Some, including many created by renowned scientists, get so rambunctious that they can't appear in a family magazine, and the humor behind others is hard to classify. Fly specialist David McAlpine of the Australian Museum in Sydney, for example, named a genus This. A picture of one of its species hangs on his office door with the instruction, "Look at This!"

To show how a taxonomist can end up doing something as odd as that, Evenhuis describes his first excursion on the wild side of nomenclature. It all started, he says, when he fell in with a bunch of wry entomologists.

In the early 1980s, Evenhuis once or twice a year visited the Smithsonian Institution's superb collection of flies in Washington, D.C. Before the workday started, resident entomologists and their guests swarmed around coffee in one of the labs. "I was in awe in the midst of such champions of taxonomy," Evenhuis remembers.

During the start-up caffeination, Evenhuis learned about the species Verae peculya and Heerz lukenatcha. At the Smithsonian, Arnold Menke had added the new species name eyvae, pronounced "eye-vee," to the genus Pison, and beetle maven Terry Erwin had enlarged the genus Agra with the species phobia and vation. All comply with at least the letter of the law of the International Commission on Zoological Nomenclature and had been accepted as valid arthropod species names.

"I came away from those morning coffees knowing that I just had to find a name to compete and be accepted into that club," Evenhuis recalls.

At that time, Evenhuis was studying a group of so-called bee flies and had found several new species, most in the genus Phthiria. He recalls, "I thought to myself, `What species name would go well with a genus like that?'"

Evenhuis was then, and still is, sticking to the tradition of two-word names established in the 18th century by Carl Linnaeus, who actually came up with some doosies himself. The Swedish botanist-physician arranged the living world in categories that branched into smaller ones, which likewise branched repeatedly. In the last of Linnaeus' branchings, the so-called genera split into the most basic identification of organisms, the species.

"Most names are descriptive, and a big chunk of the rest of them are honorific," explains bee specialist Doug Yanega of the University of California, Riverside. Even within those categories, though, there's room for inventiveness.

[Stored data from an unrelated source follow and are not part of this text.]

//! Local filesystem implementation of FileService
//!
//! This is the service that runs inside the broker-spawned, elevated process.
//! It wraps `tokio::fs` and collapses ordinary filesystem outcomes into status
//! values, so only faults of the service itself travel back as errors.

use crate::lifecycle::{LifecycleState, ServiceLifecycle};
use elevate_core_interface::{FileService, FileServiceError, Result};
use parking_lot::Mutex;
use std::path::Path;
use tokio::fs;
use tokio::sync::watch;
use tracing::{debug, info};

/// Filesystem-backed file service
///
/// # Example
///
/// ```rust,no_run
/// use elevate_core_interface::FileService;
/// use elevate_service::LocalFileService;
/// use std::path::Path;
///
/// #[tokio::main]
/// async fn main() -> anyhow::Result<()> {
///     let service = LocalFileService::new("com.example.dronestuff:file_service");
///     let names = service.list_files(Path::new("/sdcard/Android/data")).await?;
///     println!("{} entries", names.len());
///     Ok(())
/// }
/// ```
#[derive(Debug)]
pub struct LocalFileService {
    lifecycle: Mutex<ServiceLifecycle>,
    destroyed: watch::Sender<bool>,
}

impl LocalFileService {
    /// Create a service for the process named `service_id`
    pub fn new(service_id: &str) -> Self {
        let (destroyed, _) = watch::channel(false);
        Self {
            lifecycle: Mutex::new(ServiceLifecycle::new(service_id)),
            destroyed,
        }
    }

    /// Mark the service as handed to a client
    pub fn mark_serving(&self) {
        if let Some(event) = self.lifecycle.lock().on_serving() {
            debug!(service = %event.service_id, "File service serving");
        }
    }

    pub fn state(&self) -> LifecycleState {
        self.lifecycle.lock().state()
    }

    pub fn calls_served(&self) -> u64 {
        self.lifecycle.lock().calls_served()
    }

    /// Watch for the destroy signal
    ///
    /// The process host awaits this and exits once it fires.
    pub fn destroy_watch(&self) -> DestroyWatch {
        DestroyWatch(self.destroyed.subscribe())
    }

    fn enter(&self) -> Result<()> {
        let mut lifecycle = self.lifecycle.lock();
        if !lifecycle.accepts_calls() {
            return Err(FileServiceError::Destroyed);
        }
        lifecycle.call_served();
        Ok(())
    }
}

#[async_trait::async_trait]
impl FileService for LocalFileService {
    async fn list_files(&self, path: &Path) -> Result<Vec<String>> {
        self.enter()?;

        match fs::metadata(path).await {
            Ok(meta) if meta.is_dir() => {}
            _ => return Ok(Vec::new()),
        }

        let mut dir = match fs::read_dir(path).await {
            Ok(dir) => dir,
            Err(e) => {
                debug!(path = %path.display(), error = %e, "Directory not readable");
                return Ok(Vec::new());
            }
        };

        let mut names = Vec::new();
        loop {
            match dir.next_entry().await {
                Ok(Some(entry)) => names.push(entry.file_name().to_string_lossy().into_owned()),
                Ok(None) => break,
                Err(e) => {
                    debug!(path = %path.display(), error = %e, "Directory listing aborted");
                    return Ok(Vec::new());
                }
            }
        }
        names.sort();

        Ok(names)
    }

    async fn read_file(&self, path: &Path) -> Result<Vec<u8>> {
        self.enter()?;

        match fs::metadata(path).await {
            Ok(meta) if meta.is_file() => {}
            _ => return Ok(Vec::new()),
        }

        Ok(fs::read(path).await?)
    }

    async fn write_file(&self, path: &Path, bytes: &[u8]) -> Result<bool> {
        self.enter()?;

        if let Some(parent) = path.parent().filter(|p| !p.as_os_str().is_empty()) {
            // A failure here resurfaces as a failed write
            let _ = fs::create_dir_all(parent).await;
        }

        match fs::write(path, bytes).await {
            Ok(()) => Ok(true),
            Err(e) => {
                debug!(path = %path.display(), error = %e, "Write failed");
                Ok(false)
            }
        }
    }

    async fn file_size(&self, path: &Path) -> Result<i64> {
        self.enter()?;

        Ok(match fs::metadata(path).await {
            Ok(meta) => i64::try_from(meta.len()).unwrap_or(i64::MAX),
            Err(_) => -1,
        })
    }

    async fn exists(&self, path: &Path) -> Result<bool> {
        self.enter()?;

        Ok(fs::metadata(path).await.is_ok())
    }

    async fn delete_file(&self, path: &Path) -> Result<bool> {
        self.enter()?;

        let meta = match fs::symlink_metadata(path).await {
            Ok(meta) => meta,
            Err(_) => return Ok(false),
        };

        let removed = if meta.is_dir() {
            fs::remove_dir(path).await
        } else {
            fs::remove_file(path).await
        };

        match removed {
            Ok(()) => Ok(true),
            Err(e) => {
                debug!(path = %path.display(), error = %e, "Delete failed");
                Ok(false)
            }
        }
    }

    fn destroy(&self) {
        let mut lifecycle = self.lifecycle.lock();
        let calls = lifecycle.calls_served();
        if let Some(event) = lifecycle.on_destroyed() {
            info!(
                service = %event.service_id,
                from = event.from.as_str(),
                elapsed = ?event.elapsed,
                calls,
                "File service destroyed"
            );
        }
        drop(lifecycle);
        self.destroyed.send_replace(true);
    }
}

/// Receiver side of the destroy signal
#[derive(Debug, Clone)]
pub struct DestroyWatch(watch::Receiver<bool>);

impl DestroyWatch {
    pub fn is_destroyed(&self) -> bool {
        *self.0.borrow()
    }

    /// Resolve once the service has been destroyed or dropped
    pub async fn wait(mut self) {
        let _ = self.0.wait_for(|destroyed| *destroyed).await;
    }
}

#[cfg(test)]
mod tests {
    use super::*;
    use std::time::Duration;

    fn service() -> LocalFileService {
        LocalFileService::new("test:file_service")
    }

    #[tokio::test]
    async fn test_list_files() {
        let svc = service();
        let dir = tempfile::tempdir().unwrap();
        std::fs::write(dir.path().join("b.kmz"), b"b").unwrap();
        std::fs::write(dir.path().join("a.kmz"), b"a").unwrap();
        std::fs::create_dir(dir.path().join("sub")).unwrap();

        let names = svc.list_files(dir.path()).await.unwrap();
        assert_eq!(names, vec!["a.kmz", "b.kmz", "sub"]);
    }

    #[tokio::test]
    async fn test_list_files_on_missing_or_regular_file_is_empty() {
        let svc = service();
        let dir = tempfile::tempdir().unwrap();
        let file = dir.path().join("plain.txt");
        std::fs::write(&file, b"x").unwrap();

        assert!(svc.list_files(&dir.path().join("nope")).await.unwrap().is_empty());
        assert!(svc.list_files(&file).await.unwrap().is_empty());
    }

    #[tokio::test]
    async fn test_read_file_on_missing_or_directory_is_empty() {
        let svc = service();
        let dir = tempfile::tempdir().unwrap();

        assert!(svc.read_file(&dir.path().join("nope")).await.unwrap().is_empty());
        assert!(svc.read_file(dir.path()).await.unwrap().is_empty());
    }

    #[tokio::test]
    async fn test_write_creates_parents() {
        let svc = service();
        let dir = tempfile::tempdir().unwrap();
        let path = dir.path().join("waypoint").join("ABCD").join("mission.kmz");

        assert!(svc.write_file(&path, b"PK\x03\x04").await.unwrap());
        assert_eq!(svc.read_file(&path).await.unwrap(), b"PK\x03\x04");
    }

    #[tokio::test]
    async fn test_write_over_directory_fails_softly() {
        let svc = service();
        let dir = tempfile::tempdir().unwrap();

        assert!(!svc.write_file(dir.path(), b"x").await.unwrap());
    }

    #[tokio::test]
    async fn test_file_size_and_exists_agree() {
        let svc = service();
        let dir = tempfile::tempdir().unwrap();
        let path = dir.path().join("x");

        assert_eq!(svc.file_size(&path).await.unwrap(), -1);
        assert!(!svc.exists(&path).await.unwrap());

        std::fs::write(&path, b"AB").unwrap();
        assert_eq!(svc.file_size(&path).await.unwrap(), 2);
        assert!(svc.exists(&path).await.unwrap());
    }

    #[tokio::test]
    async fn test_delete_file() {
        let svc = service();
        let dir = tempfile::tempdir().unwrap();
        let path = dir.path().join("x");
        std::fs::write(&path, b"AB").unwrap();

        assert!(svc.delete_file(&path).await.unwrap());
        assert!(!svc.exists(&path).await.unwrap());
        // Nothing left to delete
        assert!(!svc.delete_file(&path).await.unwrap());
    }

    #[tokio::test]
    async fn test_delete_directory_only_when_empty() {
        let svc = service();
        let dir = tempfile::tempdir().unwrap();
        let full = dir.path().join("full");
        std::fs::create_dir(&full).unwrap();
        std::fs::write(full.join("f"), b"1").unwrap();
        let empty = dir.path().join("empty");
        std::fs::create_dir(&empty).unwrap();

        assert!(!svc.delete_file(&full).await.unwrap());
        assert!(svc.delete_file(&empty).await.unwrap());
    }

    #[tokio::test]
    async fn test_destroy_refuses_further_calls() {
        let svc = service();
        svc.mark_serving();
        assert_eq!(svc.state(), LifecycleState::Serving);

        svc.destroy();
        assert_eq!(svc.state(), LifecycleState::Destroyed);

        let err = svc.exists(Path::new("/")).await.unwrap_err();
        assert!(matches!(err, FileServiceError::Destroyed));
    }

    #[tokio::test]
    async fn test_destroy_watch_fires() {
        let svc = service();
        let watch = svc.destroy_watch();
        assert!(!watch.is_destroyed());

        svc.destroy();

        tokio::time::timeout(Duration::from_secs(1), watch.clone().wait())
            .await
            .expect("destroy signal not observed");
        assert!(watch.is_destroyed());
    }

    #[tokio::test]
    async fn test_calls_are_counted() {
        let svc = service();
        let _ = svc.exists(Path::new("/")).await;
        let _ = svc.file_size(Path::new("/")).await;
        assert_eq!(svc.calls_served(), 2);
    }
}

In creating descriptive names for some species, Linnaeus "was a prurient guy," opines Yanega, who created one of the online collections of nomenclaturial high jinks. Linnaeus noted similarities between plant parts and human anatomy when he named the pink-flowered butterfly pea Clitoria mariana and a stinkhorn species Phallus. The species name impudicus means shameless. "If anything, we've toned down since then," Yanega says.

Even a G-rated description can go too far. In the 1920s, amphipod researcher Benedykt Dybowski crowded so many descriptors together that his names stretched out for several dozen letters. Yanega translates Dybowski's polysyllabic horror Gammaracanthuskytodermogammarus loricatobaicalensis as "amphipod with hollow spines on its skin from Lake Baikal." Although the names did follow the rules, the commission finally decreed all Dybowski's names invalid because they proved so unwieldy.